• **Task brief**
Please give the count of lines below with the string "derive" in them, and no other words.

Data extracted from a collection

= Beginning of Section =

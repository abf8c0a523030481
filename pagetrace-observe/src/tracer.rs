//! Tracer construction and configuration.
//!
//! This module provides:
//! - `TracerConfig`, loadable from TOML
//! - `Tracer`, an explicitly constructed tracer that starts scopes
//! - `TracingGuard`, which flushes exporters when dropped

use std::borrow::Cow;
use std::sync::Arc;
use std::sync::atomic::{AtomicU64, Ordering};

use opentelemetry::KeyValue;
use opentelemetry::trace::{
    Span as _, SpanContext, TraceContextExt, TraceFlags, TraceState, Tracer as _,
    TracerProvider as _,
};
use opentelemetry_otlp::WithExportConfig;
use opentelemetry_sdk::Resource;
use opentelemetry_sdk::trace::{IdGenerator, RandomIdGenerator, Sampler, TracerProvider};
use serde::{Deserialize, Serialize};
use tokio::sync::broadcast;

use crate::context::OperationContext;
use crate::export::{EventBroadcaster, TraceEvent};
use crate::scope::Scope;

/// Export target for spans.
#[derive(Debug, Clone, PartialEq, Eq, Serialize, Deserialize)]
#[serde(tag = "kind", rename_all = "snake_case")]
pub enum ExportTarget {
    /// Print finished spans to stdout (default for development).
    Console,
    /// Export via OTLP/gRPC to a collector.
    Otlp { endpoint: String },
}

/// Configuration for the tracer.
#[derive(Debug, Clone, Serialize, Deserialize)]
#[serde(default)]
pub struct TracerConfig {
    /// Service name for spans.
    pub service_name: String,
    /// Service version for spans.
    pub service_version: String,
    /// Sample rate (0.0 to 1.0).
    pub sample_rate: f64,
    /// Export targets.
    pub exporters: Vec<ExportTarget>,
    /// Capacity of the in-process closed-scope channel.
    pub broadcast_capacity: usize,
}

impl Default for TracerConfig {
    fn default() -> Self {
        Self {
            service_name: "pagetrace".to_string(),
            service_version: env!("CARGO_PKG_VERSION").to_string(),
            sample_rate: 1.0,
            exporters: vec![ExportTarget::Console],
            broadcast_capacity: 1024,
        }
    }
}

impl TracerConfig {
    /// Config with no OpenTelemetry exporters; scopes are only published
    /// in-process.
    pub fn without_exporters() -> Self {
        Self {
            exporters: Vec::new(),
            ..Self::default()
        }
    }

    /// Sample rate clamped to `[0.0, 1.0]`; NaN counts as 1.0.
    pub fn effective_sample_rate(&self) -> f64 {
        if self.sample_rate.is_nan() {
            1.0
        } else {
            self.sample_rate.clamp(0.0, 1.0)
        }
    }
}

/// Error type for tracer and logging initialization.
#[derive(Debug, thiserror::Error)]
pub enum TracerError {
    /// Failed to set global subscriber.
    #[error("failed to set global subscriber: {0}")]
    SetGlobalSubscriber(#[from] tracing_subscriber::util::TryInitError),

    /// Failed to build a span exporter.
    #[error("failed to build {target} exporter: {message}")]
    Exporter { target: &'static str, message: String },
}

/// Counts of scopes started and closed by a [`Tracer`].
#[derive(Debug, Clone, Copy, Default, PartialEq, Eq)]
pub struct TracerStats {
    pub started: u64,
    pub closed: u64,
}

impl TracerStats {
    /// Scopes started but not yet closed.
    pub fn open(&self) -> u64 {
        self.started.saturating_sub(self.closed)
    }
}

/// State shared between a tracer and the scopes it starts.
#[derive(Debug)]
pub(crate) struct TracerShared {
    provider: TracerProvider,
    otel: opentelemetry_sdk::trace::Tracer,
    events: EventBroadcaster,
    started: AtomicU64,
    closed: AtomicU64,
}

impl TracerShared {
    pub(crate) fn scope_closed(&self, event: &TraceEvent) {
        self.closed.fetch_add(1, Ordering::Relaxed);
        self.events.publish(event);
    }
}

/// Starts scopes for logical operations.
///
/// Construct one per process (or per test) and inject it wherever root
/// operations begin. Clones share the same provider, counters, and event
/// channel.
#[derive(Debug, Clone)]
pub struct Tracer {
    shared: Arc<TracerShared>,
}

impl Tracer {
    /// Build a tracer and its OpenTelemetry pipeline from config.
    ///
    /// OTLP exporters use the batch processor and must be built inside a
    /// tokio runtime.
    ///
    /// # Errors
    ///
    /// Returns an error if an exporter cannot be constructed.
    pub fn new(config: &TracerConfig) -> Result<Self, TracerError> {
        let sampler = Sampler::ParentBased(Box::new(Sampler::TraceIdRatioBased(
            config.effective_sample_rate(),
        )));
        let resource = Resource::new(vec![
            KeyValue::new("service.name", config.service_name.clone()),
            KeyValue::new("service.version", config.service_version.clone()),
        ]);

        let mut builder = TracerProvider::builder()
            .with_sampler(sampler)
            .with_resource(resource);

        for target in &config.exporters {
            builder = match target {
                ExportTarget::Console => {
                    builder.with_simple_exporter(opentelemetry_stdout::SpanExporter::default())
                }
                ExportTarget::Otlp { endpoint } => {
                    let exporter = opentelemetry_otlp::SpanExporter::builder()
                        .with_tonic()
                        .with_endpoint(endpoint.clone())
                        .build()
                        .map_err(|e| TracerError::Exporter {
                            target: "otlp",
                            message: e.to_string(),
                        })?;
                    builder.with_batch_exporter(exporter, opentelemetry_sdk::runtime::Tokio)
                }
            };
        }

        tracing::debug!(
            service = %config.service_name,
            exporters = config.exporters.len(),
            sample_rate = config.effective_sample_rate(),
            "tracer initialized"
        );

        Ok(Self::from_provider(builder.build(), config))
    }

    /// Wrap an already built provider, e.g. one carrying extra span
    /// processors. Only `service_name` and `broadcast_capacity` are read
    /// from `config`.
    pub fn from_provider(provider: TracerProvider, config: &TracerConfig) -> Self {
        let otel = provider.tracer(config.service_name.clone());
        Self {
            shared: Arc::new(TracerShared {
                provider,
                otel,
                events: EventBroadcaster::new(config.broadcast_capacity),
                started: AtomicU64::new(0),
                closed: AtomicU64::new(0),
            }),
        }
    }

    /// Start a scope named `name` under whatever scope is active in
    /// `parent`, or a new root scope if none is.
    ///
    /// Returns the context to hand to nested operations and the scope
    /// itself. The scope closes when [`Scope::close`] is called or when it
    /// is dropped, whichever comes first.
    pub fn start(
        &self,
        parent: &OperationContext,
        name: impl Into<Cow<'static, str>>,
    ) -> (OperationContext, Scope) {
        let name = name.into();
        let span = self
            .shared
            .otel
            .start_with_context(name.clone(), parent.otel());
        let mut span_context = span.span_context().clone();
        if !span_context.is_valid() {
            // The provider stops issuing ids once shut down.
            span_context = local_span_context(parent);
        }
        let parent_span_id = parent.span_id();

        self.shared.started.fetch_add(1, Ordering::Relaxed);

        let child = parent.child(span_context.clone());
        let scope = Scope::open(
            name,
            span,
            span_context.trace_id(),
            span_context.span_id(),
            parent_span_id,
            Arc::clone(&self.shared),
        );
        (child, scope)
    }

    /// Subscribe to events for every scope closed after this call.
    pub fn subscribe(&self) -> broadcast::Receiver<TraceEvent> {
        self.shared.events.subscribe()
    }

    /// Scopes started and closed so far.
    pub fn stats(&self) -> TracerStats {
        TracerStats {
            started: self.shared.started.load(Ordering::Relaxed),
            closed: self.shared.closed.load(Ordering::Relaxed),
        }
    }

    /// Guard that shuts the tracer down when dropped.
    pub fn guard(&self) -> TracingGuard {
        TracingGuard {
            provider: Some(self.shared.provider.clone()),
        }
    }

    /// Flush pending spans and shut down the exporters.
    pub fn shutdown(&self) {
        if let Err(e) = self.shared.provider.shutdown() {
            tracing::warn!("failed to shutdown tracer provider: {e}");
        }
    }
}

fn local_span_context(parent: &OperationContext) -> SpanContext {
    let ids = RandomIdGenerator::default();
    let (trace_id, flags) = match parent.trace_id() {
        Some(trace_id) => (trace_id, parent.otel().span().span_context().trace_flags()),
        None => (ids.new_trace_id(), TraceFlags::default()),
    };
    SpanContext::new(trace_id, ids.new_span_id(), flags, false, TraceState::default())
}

= End of Section =

• **Problem solution**
6